Essential Role of IL-4 and IL-4Rα Interaction in Adaptive Immunity of Zebrafish: Insight into the Origin of Th2-like Regulatory Mechanism in Ancient Vertebrates

The roles of IL-4 and IL-4R alpha in Th2-mediated immunity have been well characterized in humans and other mammals. In contrast, few reports have been documented in ancient vertebrates. Several putative IL-4- and IL-4R alpha-like molecules were identified recently from a few fish species, providing preliminary insight into the occurrence of Th2-type immunity in teleosts. However, functional determination still is required to address this hypothesis.
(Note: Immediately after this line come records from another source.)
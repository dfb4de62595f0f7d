//! The `quizkit init` command.

use anyhow::Result;

pub fn execute() -> Result<()> {
    if std::path::Path::new("quizkit.toml").exists() {
        println!("quizkit.toml already exists, skipping.");
    } else {
        std::fs::write("quizkit.toml", SAMPLE_CONFIG)?;
        println!("Created quizkit.toml");
    }

    println!("\nNext steps:");
    println!("  1. Point [api] at your backend, or switch [generator] to gemini");
    println!("  2. Run: quizkit play --topic \"Photosynthesis\"");
    println!("  3. Run: quizkit history");

    Ok(())
}

const SAMPLE_CONFIG: &str = r#"# quizkit configuration

default_count = 5

[api]
base_url = "http://localhost:5000/api"
# token = "${QUIZKIT_API_TOKEN}"

# Generate through the backend. To call Gemini directly instead:
#   type = "gemini"
#   api_key = "${GEMINI_API_KEY}"
[generator]
type = "api"

[store]
type = "file"
path = "./quizkit-history.json"
"#;
//! One quiz attempt: parsed questions plus all interaction state.
//!
//! A session is created fresh from each generation response and replaced by
//! the next one. Every transition is a silent no-op when misused; the
//! presentation layer is expected to disable invalid controls, and the
//! session stays consistent regardless.

use chrono::{DateTime, Utc};
use serde::Serialize;
use uuid::Uuid;

use crate::model::{Phase, Question, QuestionState, SaveStatus, ScoreSubmission};
use crate::parser;

/// A single quiz attempt.
///
/// Serialized for rendering only. Sessions are built by [`QuizSession::initialize`]
/// so `questions` and `states` always have the same length.
#[derive(Debug, Clone, Serialize)]
pub struct QuizSession {
    pub id: Uuid,
    pub topic: String,
    pub requested_count: u32,
    questions: Vec<Question>,
    /// Parallel to `questions`; position is the only key.
    states: Vec<QuestionState>,
    /// Unparsed text kept for verbatim display when nothing parsed.
    raw_text: Option<String>,
    save_status: SaveStatus,
    pub created_at: DateTime<Utc>,
}

impl QuizSession {
    /// Parse `raw` and build a session with every question unanswered.
    ///
    /// When nothing parses the session holds zero questions and keeps the raw
    /// text for fallback display. Such a session can never be saved.
    pub fn initialize(topic: &str, requested_count: u32, raw: &str) -> Self {
        let questions = parser::parse(raw);
        Self::from_questions(topic, requested_count, questions, raw)
    }

    /// Build a session from already parsed questions.
    pub fn from_questions(
        topic: &str,
        requested_count: u32,
        questions: Vec<Question>,
        raw: &str,
    ) -> Self {
        let raw_text = if questions.is_empty() {
            tracing::info!(topic, "no questions parsed, falling back to raw text");
            Some(raw.to_string())
        } else {
            for (index, question) in questions.iter().enumerate() {
                if question.answer_option().is_none() {
                    tracing::warn!(
                        index,
                        key = ?question.correct_letter,
                        "answer key does not match exactly one option"
                    );
                }
            }
            None
        };

        let states = vec![QuestionState::default(); questions.len()];
        Self {
            id: Uuid::new_v4(),
            topic: topic.to_string(),
            requested_count,
            questions,
            states,
            raw_text,
            save_status: SaveStatus::NotSaved,
            created_at: Utc::now(),
        }
    }

    pub fn questions(&self) -> &[Question] {
        &self.questions
    }

    pub fn states(&self) -> &[QuestionState] {
        &self.states
    }

    pub fn question(&self, index: usize) -> Option<(&Question, &QuestionState)> {
        Some((self.questions.get(index)?, self.states.get(index)?))
    }

    /// Raw text to show verbatim, present only in fallback mode.
    pub fn raw_text(&self) -> Option<&str> {
        self.raw_text.as_deref()
    }

    pub fn is_fallback(&self) -> bool {
        self.questions.is_empty()
    }

    pub fn save_status(&self) -> SaveStatus {
        self.save_status
    }

    pub fn total(&self) -> usize {
        self.questions.len()
    }

    /// Count of questions revealed and correct.
    pub fn score(&self) -> usize {
        self.states
            .iter()
            .filter(|s| s.phase == Phase::Revealed && s.is_correct == Some(true))
            .count()
    }

    /// Count of revealed questions.
    pub fn answered_count(&self) -> usize {
        self.states
            .iter()
            .filter(|s| s.phase == Phase::Revealed)
            .count()
    }

    /// Every question revealed. Never true for an empty session.
    pub fn is_complete(&self) -> bool {
        !self.questions.is_empty() && self.answered_count() == self.questions.len()
    }

    /// Whether a save may start now.
    pub fn can_save(&self) -> bool {
        self.is_complete() && self.save_status == SaveStatus::NotSaved
    }

    /// Choose `option` for question `index`.
    ///
    /// Re-selecting a different option is allowed until the question is
    /// revealed. Returns whether the selection was applied.
    pub fn select(&mut self, index: usize, option: &str) -> bool {
        let (Some(question), Some(state)) = (self.questions.get(index), self.states.get_mut(index))
        else {
            tracing::debug!(index, "select ignored: no such question");
            return false;
        };
        if !question.has_option(option) {
            tracing::debug!(index, option, "select ignored: not an option of this question");
            return false;
        }
        if state.phase == Phase::Revealed {
            tracing::debug!(index, "select ignored: already revealed");
            return false;
        }
        state.phase = Phase::Selected;
        state.selected_option = Some(option.to_string());
        true
    }

    /// Reveal question `index`, freezing its correctness.
    ///
    /// Returns the correctness when the reveal applied, `None` when ignored
    /// (nothing selected yet or already revealed).
    pub fn reveal(&mut self, index: usize) -> Option<bool> {
        let question = self.questions.get(index)?;
        let state = self.states.get_mut(index)?;
        if state.phase != Phase::Selected {
            tracing::debug!(index, phase = ?state.phase, "reveal ignored");
            return None;
        }
        let correct = state
            .selected_option
            .as_deref()
            .is_some_and(|option| question.is_correct_option(option));
        state.is_correct = Some(correct);
        state.phase = Phase::Revealed;
        Some(correct)
    }

    /// Move to `Saving` and return the payload to persist.
    ///
    /// `None` when the quiz is incomplete, already saving, or already saved.
    pub fn begin_save(&mut self) -> Option<ScoreSubmission> {
        if !self.can_save() {
            return None;
        }
        self.save_status = SaveStatus::Saving;
        Some(self.submission())
    }

    /// Settle an in-flight save. A failure returns to `NotSaved` so the
    /// caller can retry.
    pub fn finish_save(&mut self, succeeded: bool) {
        if self.save_status != SaveStatus::Saving {
            tracing::debug!(status = %self.save_status, "finish_save ignored: no save in flight");
            return;
        }
        self.save_status = if succeeded {
            SaveStatus::Saved
        } else {
            SaveStatus::NotSaved
        };
    }

    /// Current score as a persistence payload.
    pub fn submission(&self) -> ScoreSubmission {
        ScoreSubmission {
            topic: self.topic.clone(),
            score: self.score() as u32,
            total: self.total() as u32,
        }
    }
}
To this end, these two molecules were characterized functionally in zebrafish (Danio rerio). Besides the identification of a full-length IL-4R alpha molecule and an isoform lacking most of the cytoplasmic region as predicted previously, two novel alternatively spliced soluble variants with the extracellular domain only also were identified. Zebrafish IL-4R alpha (DrIL-4R alpha) shared overall conserved structural features of the IL-4R alpha family. Immunofluorescence staining showed that DrIL-4R alpha distributed on B cells. In vitro binding assays demonstrated that zebrafish IL-4 (DrIL-4) can bind specifically to DrIL-4R alpha. In vivo administration of DrIL-4 significantly upregulated B cell proliferation and Ab production. These DrIL-4-elicited immune responses were downregulated by the administration of zebrafish soluble IL-4R alpha or by DrIL-4R alpha blockade using anti-DrIL-4R alpha Abs. In addition, Th2-related cytokines or transcription factors were upregulated by DrIL-4. The DrIL-4-DrIL-4R alpha interaction promoted CD40 expression on B cells and enhanced the CD154-CD40 costimulatory response, both of which are crucial for the initiation of Th2-type immunity. To our knowledge, this is the first report showing that a possible Th2-mediated regulatory mechanism may have appeared before the divergence of teleosts and mammals. These results add greater insight into the evolutionary history of adaptive immunity. The Journal of Immunology, 2012, 188: 5571-5584.